* _Data shown_
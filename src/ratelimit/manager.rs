//! Routing from request descriptors to rate-limit buckets.

use std::sync::Arc;
use std::time::SystemTime;

use http::HeaderMap;

use super::bucket::{Bucket, LocalKey};
use super::group::BucketGroup;
use super::headers::{self, X_RATELIMIT_GLOBAL};
use crate::types::Snowflake;

/// The resource classes the server partitions its rate limits by.
///
/// Requests with the same major parameter inside one class share buckets;
/// [`ResourceClass::Others`] holds everything without a meaningful major
/// parameter.
#[derive(Debug, Clone, Copy, PartialEq, Eq, Hash)]
pub enum ResourceClass {
    /// Channel-scoped endpoints, major parameter is the channel id.
    Channels,
    /// Guild-scoped endpoints, major parameter is the guild id.
    Guilds,
    /// Webhook-scoped endpoints, major parameter is the webhook id.
    Webhooks,
    /// Endpoints without a major parameter.
    Others,
}

/// Routes logical endpoint identifiers to rate-limit buckets and folds
/// response headers back into them.
///
/// A manager is fully self-contained; several managers coexist in one
/// process without interference. Exactly one global bucket exists per
/// manager and is shared by reference with every route bucket it creates.
#[derive(Debug)]
pub struct RateLimitManager {
    channels: BucketGroup,
    guilds: BucketGroup,
    webhooks: BucketGroup,
    others: BucketGroup,
    global: Arc<Bucket>,
}

impl Default for RateLimitManager {
    fn default() -> Self {
        Self::new()
    }
}

impl RateLimitManager {
    /// A manager with empty groups and an inactive global bucket.
    #[must_use]
    pub fn new() -> Self {
        Self {
            channels: BucketGroup::default(),
            guilds: BucketGroup::default(),
            webhooks: BucketGroup::default(),
            others: BucketGroup::default(),
            global: Bucket::new_global(),
        }
    }

    fn group(&self, class: ResourceClass) -> &BucketGroup {
        match class {
            ResourceClass::Channels => &self.channels,
            ResourceClass::Guilds => &self.guilds,
            ResourceClass::Webhooks => &self.webhooks,
            ResourceClass::Others => &self.others,
        }
    }

    /// The bucket routing the given triple, created lazily on first use.
    ///
    /// Returns `populated = false` when the bucket was just created; the
    /// dispatcher uses that to consolidate after the first response, once
    /// the server has had a chance to disclose the authoritative key.
    pub fn bucket(
        &self,
        class: ResourceClass,
        major_id: Snowflake,
        local_key: &LocalKey,
    ) -> (Arc<Bucket>, bool) {
        self.group(class).insert_if_absent(major_id, local_key, || {
            let bucket = Bucket::new(Arc::clone(&self.global));
            bucket.add_local_key(local_key.clone());
            bucket
        })
    }

    /// Fold a normalized response header set into the bucket for the triple.
    ///
    /// The local clock and the server's `date` header rarely agree, so the
    /// signed difference between them is added to every absolute timestamp
    /// before it is stored. A `x-ratelimit-global: true` header targets the
    /// manager's global bucket instead and arms the emergency brake.
    pub fn update_bucket(
        &self,
        class: ResourceClass,
        major_id: Snowflake,
        local_key: &LocalKey,
        headers: &HeaderMap,
    ) {
        let (bucket, _) = self.bucket(class, major_id, local_key);

        let now = SystemTime::now();
        let drift_ms = match headers::server_date(headers) {
            Ok(date) => headers::epoch_millis(now) - headers::epoch_millis(date),
            Err(_) => 0,
        };

        if headers::header_str(headers, X_RATELIMIT_GLOBAL) == Some("true") {
            self.global.update(now, headers, drift_ms, true);
        } else {
            bucket.update(now, headers, drift_ms, false);
        }
    }

    /// Merge the bucket with the one already owning its server key, if any.
    pub fn consolidate(&self, class: ResourceClass, major_id: Snowflake, bucket: &Arc<Bucket>) {
        self.group(class).consolidate(major_id, bucket);
    }
}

* _Exercise prompt_
From the data above, output exactly the lines between the one containing "#[derive(Debug)]" and the one containing "pub fn new()", counting both of them.

* _Answer to the exercise_
#[derive(Debug)]
pub struct RateLimitManager {
    channels: BucketGroup,
    guilds: BucketGroup,
    webhooks: BucketGroup,
    others: BucketGroup,
    global: Arc<Bucket>,
}

impl Default for RateLimitManager {
    fn default() -> Self {
        Self::new()
    }
}

impl RateLimitManager {
    /// A manager with empty groups and an inactive global bucket.
    #[must_use]
    pub fn new() -> Self {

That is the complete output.